● Goal of the exercise: The records that follow are to be repeated without alteration.
┌──
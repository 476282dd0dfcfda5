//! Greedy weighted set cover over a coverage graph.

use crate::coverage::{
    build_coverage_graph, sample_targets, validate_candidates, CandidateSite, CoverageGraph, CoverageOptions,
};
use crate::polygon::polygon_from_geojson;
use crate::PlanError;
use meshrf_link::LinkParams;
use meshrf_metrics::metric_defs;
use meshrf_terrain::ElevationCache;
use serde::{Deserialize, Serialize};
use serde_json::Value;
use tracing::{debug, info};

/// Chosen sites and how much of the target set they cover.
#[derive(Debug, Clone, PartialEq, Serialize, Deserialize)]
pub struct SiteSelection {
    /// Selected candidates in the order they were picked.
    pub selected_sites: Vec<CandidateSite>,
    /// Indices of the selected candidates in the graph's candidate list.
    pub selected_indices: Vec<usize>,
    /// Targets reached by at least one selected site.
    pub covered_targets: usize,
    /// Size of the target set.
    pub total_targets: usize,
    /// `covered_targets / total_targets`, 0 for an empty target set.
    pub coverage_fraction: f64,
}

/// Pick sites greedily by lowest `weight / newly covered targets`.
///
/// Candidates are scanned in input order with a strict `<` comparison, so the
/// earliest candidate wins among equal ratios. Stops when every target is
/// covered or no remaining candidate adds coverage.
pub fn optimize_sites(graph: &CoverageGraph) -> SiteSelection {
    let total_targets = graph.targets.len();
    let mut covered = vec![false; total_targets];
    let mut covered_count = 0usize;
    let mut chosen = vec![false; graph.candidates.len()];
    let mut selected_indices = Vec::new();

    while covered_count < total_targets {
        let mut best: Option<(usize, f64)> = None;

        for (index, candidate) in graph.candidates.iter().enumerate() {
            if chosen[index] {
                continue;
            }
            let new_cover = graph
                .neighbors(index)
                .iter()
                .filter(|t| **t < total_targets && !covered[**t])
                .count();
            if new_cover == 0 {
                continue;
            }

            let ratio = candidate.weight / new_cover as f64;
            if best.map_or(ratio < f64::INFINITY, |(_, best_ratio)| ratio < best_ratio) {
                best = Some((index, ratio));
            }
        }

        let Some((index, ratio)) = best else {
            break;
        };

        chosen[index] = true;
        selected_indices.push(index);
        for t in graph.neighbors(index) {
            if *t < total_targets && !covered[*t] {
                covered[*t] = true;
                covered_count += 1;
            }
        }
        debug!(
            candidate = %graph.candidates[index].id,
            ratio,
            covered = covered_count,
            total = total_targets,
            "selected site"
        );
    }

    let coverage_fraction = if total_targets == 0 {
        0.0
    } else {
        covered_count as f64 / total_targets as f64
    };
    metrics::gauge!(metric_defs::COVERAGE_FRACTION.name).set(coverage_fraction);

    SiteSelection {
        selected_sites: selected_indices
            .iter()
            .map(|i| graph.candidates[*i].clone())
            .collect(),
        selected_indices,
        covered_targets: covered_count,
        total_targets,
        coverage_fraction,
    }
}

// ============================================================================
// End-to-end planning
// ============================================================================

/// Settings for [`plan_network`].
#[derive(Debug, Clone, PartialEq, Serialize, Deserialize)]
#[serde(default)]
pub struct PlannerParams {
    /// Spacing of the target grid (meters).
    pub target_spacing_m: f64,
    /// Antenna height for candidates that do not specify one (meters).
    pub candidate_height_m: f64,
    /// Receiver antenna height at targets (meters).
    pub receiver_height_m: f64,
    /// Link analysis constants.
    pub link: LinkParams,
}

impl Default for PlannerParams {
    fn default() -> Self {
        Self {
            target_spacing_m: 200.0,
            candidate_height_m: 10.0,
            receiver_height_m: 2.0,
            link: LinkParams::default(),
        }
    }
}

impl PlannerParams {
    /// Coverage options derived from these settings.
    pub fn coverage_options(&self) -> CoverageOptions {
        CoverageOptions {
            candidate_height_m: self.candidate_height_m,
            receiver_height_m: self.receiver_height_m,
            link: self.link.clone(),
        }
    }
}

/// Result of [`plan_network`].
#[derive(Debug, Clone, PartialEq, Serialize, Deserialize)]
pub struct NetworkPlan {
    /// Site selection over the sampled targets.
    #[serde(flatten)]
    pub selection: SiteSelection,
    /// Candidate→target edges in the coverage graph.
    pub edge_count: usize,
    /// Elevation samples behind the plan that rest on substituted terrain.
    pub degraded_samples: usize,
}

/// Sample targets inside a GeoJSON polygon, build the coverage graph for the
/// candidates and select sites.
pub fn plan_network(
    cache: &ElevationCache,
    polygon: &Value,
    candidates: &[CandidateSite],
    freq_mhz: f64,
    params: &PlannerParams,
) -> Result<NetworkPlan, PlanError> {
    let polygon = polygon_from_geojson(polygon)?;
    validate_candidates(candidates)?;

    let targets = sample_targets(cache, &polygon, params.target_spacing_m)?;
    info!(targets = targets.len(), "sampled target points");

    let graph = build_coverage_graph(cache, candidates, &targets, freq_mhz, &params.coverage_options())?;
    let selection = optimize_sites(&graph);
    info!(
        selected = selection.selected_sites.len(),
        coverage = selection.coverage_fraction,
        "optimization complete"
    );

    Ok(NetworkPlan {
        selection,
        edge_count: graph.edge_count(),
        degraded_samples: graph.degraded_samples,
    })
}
└──
● Response area:
repository 476282dd0dfcfda5
//! Greedy weighted set cover over a coverage graph.

use crate::coverage::{
    build_coverage_graph, sample_targets, validate_candidates, CandidateSite, CoverageGraph, CoverageOptions,
};
use crate::polygon::polygon_from_geojson;
use crate::PlanError;
use meshrf_link::LinkParams;
use meshrf_metrics::metric_defs;
use meshrf_terrain::ElevationCache;
use serde::{Deserialize, Serialize};
use serde_json::Value;
use tracing::{debug, info};

/// Chosen sites and how much of the target set they cover.
#[derive(Debug, Clone, PartialEq, Serialize, Deserialize)]
pub struct SiteSelection {
    /// Selected candidates in the order they were picked.
    pub selected_sites: Vec<CandidateSite>,
    /// Indices of the selected candidates in the graph's candidate list.
    pub selected_indices: Vec<usize>,
    /// Targets reached by at least one selected site.
    pub covered_targets: usize,
    /// Size of the target set.
    pub total_targets: usize,
    /// `covered_targets / total_targets`, 0 for an empty target set.
    pub coverage_fraction: f64,
}

/// Pick sites greedily by lowest `weight / newly covered targets`.
///
/// Candidates are scanned in input order with a strict `<` comparison, so the
/// earliest candidate wins among equal ratios. Stops when every target is
/// covered or no remaining candidate adds coverage.
pub fn optimize_sites(graph: &CoverageGraph) -> SiteSelection {
    let total_targets = graph.targets.len();
    let mut covered = vec![false; total_targets];
    let mut covered_count = 0usize;
    let mut chosen = vec![false; graph.candidates.len()];
    let mut selected_indices = Vec::new();

    while covered_count < total_targets {
        let mut best: Option<(usize, f64)> = None;

        for (index, candidate) in graph.candidates.iter().enumerate() {
            if chosen[index] {
                continue;
            }
            let new_cover = graph
                .neighbors(index)
                .iter()
                .filter(|t| **t < total_targets && !covered[**t])
                .count();
            if new_cover == 0 {
                continue;
            }

            let ratio = candidate.weight / new_cover as f64;
            if best.map_or(ratio < f64::INFINITY, |(_, best_ratio)| ratio < best_ratio) {
                best = Some((index, ratio));
            }
        }

        let Some((index, ratio)) = best else {
            break;
        };

        chosen[index] = true;
        selected_indices.push(index);
        for t in graph.neighbors(index) {
            if *t < total_targets && !covered[*t] {
                covered[*t] = true;
                covered_count += 1;
            }
        }
        debug!(
            candidate = %graph.candidates[index].id,
            ratio,
            covered = covered_count,
            total = total_targets,
            "selected site"
        );
    }

    let coverage_fraction = if total_targets == 0 {
        0.0
    } else {
        covered_count as f64 / total_targets as f64
    };
    metrics::gauge!(metric_defs::COVERAGE_FRACTION.name).set(coverage_fraction);

    SiteSelection {
        selected_sites: selected_indices
            .iter()
            .map(|i| graph.candidates[*i].clone())
            .collect(),
        selected_indices,
        covered_targets: covered_count,
        total_targets,
        coverage_fraction,
    }
}

// ============================================================================
// End-to-end planning
// ============================================================================

/// Settings for [`plan_network`].
#[derive(Debug, Clone, PartialEq, Serialize, Deserialize)]
#[serde(default)]
pub struct PlannerParams {
    /// Spacing of the target grid (meters).
    pub target_spacing_m: f64,
    /// Antenna height for candidates that do not specify one (meters).
    pub candidate_height_m: f64,
    /// Receiver antenna height at targets (meters).
    pub receiver_height_m: f64,
    /// Link analysis constants.
    pub link: LinkParams,
}

impl Default for PlannerParams {
    fn default() -> Self {
        Self {
            target_spacing_m: 200.0,
            candidate_height_m: 10.0,
            receiver_height_m: 2.0,
            link: LinkParams::default(),
        }
    }
}

impl PlannerParams {
    /// Coverage options derived from these settings.
    pub fn coverage_options(&self) -> CoverageOptions {
        CoverageOptions {
            candidate_height_m: self.candidate_height_m,
            receiver_height_m: self.receiver_height_m,
            link: self.link.clone(),
        }
    }
}

/// Result of [`plan_network`].
#[derive(Debug, Clone, PartialEq, Serialize, Deserialize)]
pub struct NetworkPlan {
    /// Site selection over the sampled targets.
    #[serde(flatten)]
    pub selection: SiteSelection,
    /// Candidate→target edges in the coverage graph.
    pub edge_count: usize,
    /// Elevation samples behind the plan that rest on substituted terrain.
    pub degraded_samples: usize,
}

/// Sample targets inside a GeoJSON polygon, build the coverage graph for the
/// candidates and select sites.
pub fn plan_network(
    cache: &ElevationCache,
    polygon: &Value,
    candidates: &[CandidateSite],
    freq_mhz: f64,
    params: &PlannerParams,
) -> Result<NetworkPlan, PlanError> {
    let polygon = polygon_from_geojson(polygon)?;
    validate_candidates(candidates)?;

    let targets = sample_targets(cache, &polygon, params.target_spacing_m)?;
    info!(targets = targets.len(), "sampled target points");

    let graph = build_coverage_graph(cache, candidates, &targets, freq_mhz, &params.coverage_options())?;
    let selection = optimize_sites(&graph);
    info!(
        selected = selection.selected_sites.len(),
        coverage = selection.coverage_fraction,
        "optimization complete"
    );

    Ok(NetworkPlan {
        selection,
        edge_count: graph.edge_count(),
        degraded_samples: graph.degraded_samples,
    })
}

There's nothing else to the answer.